(Saved data entries)
- Opening Delimiter -

// Copyright (c) AlphaVelocity.
// All rights reserved.
//
// This source code is licensed under the license found in the
// LICENSE file in the root directory of this source tree.

use crate::ledger::recurring;
use crate::models::{Frequency, NewRecurringPayment, RecurringPatch};
use crate::utils::{
    fmt_amount, id_for_category, maybe_print_json, parse_date, parse_decimal, pretty_table,
};
use anyhow::Result;
use rusqlite::Connection;

pub fn handle(conn: &mut Connection, user_id: &str, m: &clap::ArgMatches) -> Result<()> {
    match m.subcommand() {
        Some(("add", sub)) => {
            let name = sub.get_one::<String>("name").unwrap().trim().to_string();
            let amount = parse_decimal(sub.get_one::<String>("amount").unwrap().trim())?;
            let frequency = Frequency::parse(sub.get_one::<String>("frequency").unwrap())?;
            let start_date = parse_date(sub.get_one::<String>("start").unwrap().trim())?;
            let end_date = match sub.get_one::<String>("end") {
                Some(s) => Some(parse_date(s.trim())?),
                None => None,
            };
            let category_id = match sub.get_one::<String>("category") {
                Some(n) => Some(id_for_category(conn, user_id, n.trim())?),
                None => None,
            };
            let p = recurring::create(
                conn,
                user_id,
                &NewRecurringPayment {
                    name,
                    amount,
                    category_id,
                    frequency,
                    start_date,
                    end_date,
                },
            )?;
            println!(
                "Recurring '{}' {} {} from {} (id {})",
                p.name,
                fmt_amount(&p.amount),
                p.frequency.as_str(),
                p.start_date,
                p.id
            );
        }
        Some(("list", sub)) => {
            let json_flag = sub.get_flag("json");
            let jsonl_flag = sub.get_flag("jsonl");
            let data = recurring::list(conn, user_id)?;
            if !maybe_print_json(json_flag, jsonl_flag, &data)? {
                let rows = data
                    .iter()
                    .map(|p| {
                        vec![
                            p.id.to_string(),
                            p.name.clone(),
                            fmt_amount(&p.amount),
                            p.frequency.as_str().to_string(),
                            p.next_payment.to_string(),
                            p.end_date.map(|d| d.to_string()).unwrap_or_default(),
                        ]
                    })
                    .collect();
                println!(
                    "{}",
                    pretty_table(&["Id", "Name", "Amount", "Frequency", "Next due", "Ends"], rows)
                );
            }
        }
        Some(("edit", sub)) => {
            let id = *sub.get_one::<i64>("id").unwrap();
            let mut patch = RecurringPatch {
                name: sub.get_one::<String>("name").map(|s| s.to_string()),
                ..Default::default()
            };
            if let Some(a) = sub.get_one::<String>("amount") {
                patch.amount = Some(parse_decimal(a.trim())?);
            }
            if let Some(f) = sub.get_one::<String>("frequency") {
                patch.frequency = Some(Frequency::parse(f)?);
            }
            if sub.get_flag("clear-end") {
                patch.end_date = Some(None);
            } else if let Some(e) = sub.get_one::<String>("end") {
                patch.end_date = Some(Some(parse_date(e.trim())?));
            }
            if sub.get_flag("clear-category") {
                patch.category_id = Some(None);
            } else if let Some(n) = sub.get_one::<String>("category") {
                patch.category_id = Some(Some(id_for_category(conn, user_id, n.trim())?));
            }
            let p = recurring::update(conn, user_id, id, &patch)?;
            println!("Updated recurring payment {}", p.id);
        }
        Some(("rm", sub)) => {
            let id = *sub.get_one::<i64>("id").unwrap();
            recurring::remove(conn, user_id, id)?;
            println!("Deleted recurring payment {}", id);
        }
        Some(("process", sub)) => {
            let today = match sub.get_one::<String>("date") {
                Some(s) => parse_date(s.trim())?,
                None => chrono::Utc::now().date_naive(),
            };
            let recorded = recurring::process_due(conn, user_id, today)?;
            if recorded.is_empty() {
                println!("Nothing due on or before {}", today);
            } else {
                for t in &recorded {
                    println!(
                        "Recorded {} on {} ({})",
                        fmt_amount(&t.amount),
                        t.date,
                        t.description.clone().unwrap_or_default()
                    );
                }
                println!("{} payment(s) recorded", recorded.len());
            }
        }
        _ => {}
    }
    Ok(())
}
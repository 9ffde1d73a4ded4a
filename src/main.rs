// Copyright (c) 2025 Soumyadip Sarkar.
// All rights reserved.
//
// This source code is licensed under the license found in the
// LICENSE file in the root directory of this source tree.

use anyhow::Result;

use ledgerclip::{cli, commands, db, utils};

fn main() -> Result<()> {
    let cli = cli::build_cli();
    let matches = cli.get_matches();

    let mut conn = db::open_or_init()?;
    let user = match matches.get_one::<String>("user") {
        Some(u) => u.trim().to_string(),
        None => utils::get_active_user(&conn)?,
    };

    match matches.subcommand() {
        Some(("init", _)) => {
            println!("Database initialized at {}", db::db_path()?.display());
        }
        Some(("user", sub)) => commands::user::handle(&conn, sub)?,
        Some(("category", sub)) => commands::categories::handle(&conn, &user, sub)?,
        Some(("tx", sub)) => commands::transactions::handle(&conn, &user, sub)?,
        Some(("budget", sub)) => commands::budgets::handle(&conn, &user, sub)?,
        Some(("goal", sub)) => commands::goals::handle(&mut conn, &user, sub)?,
        Some(("recurring", sub)) => commands::recurring::handle(&mut conn, &user, sub)?,
        Some(("report", sub)) => commands::reports::handle(&conn, &user, sub)?,
        Some(("doctor", _)) => commands::doctor::handle(&conn, &user)?,
        _ => {
            cli::build_cli().print_help()?;
            println!();
        }
    }
    Ok(())
}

- Closing Delimiter -

Pick each line holding "today" out of the entries above and return it.

Reply to the task:
            let today = match sub.get_one::<String>("date") {
            let recorded = recurring::process_due(conn, user_id, today)?;
                println!("Nothing due on or before {}", today);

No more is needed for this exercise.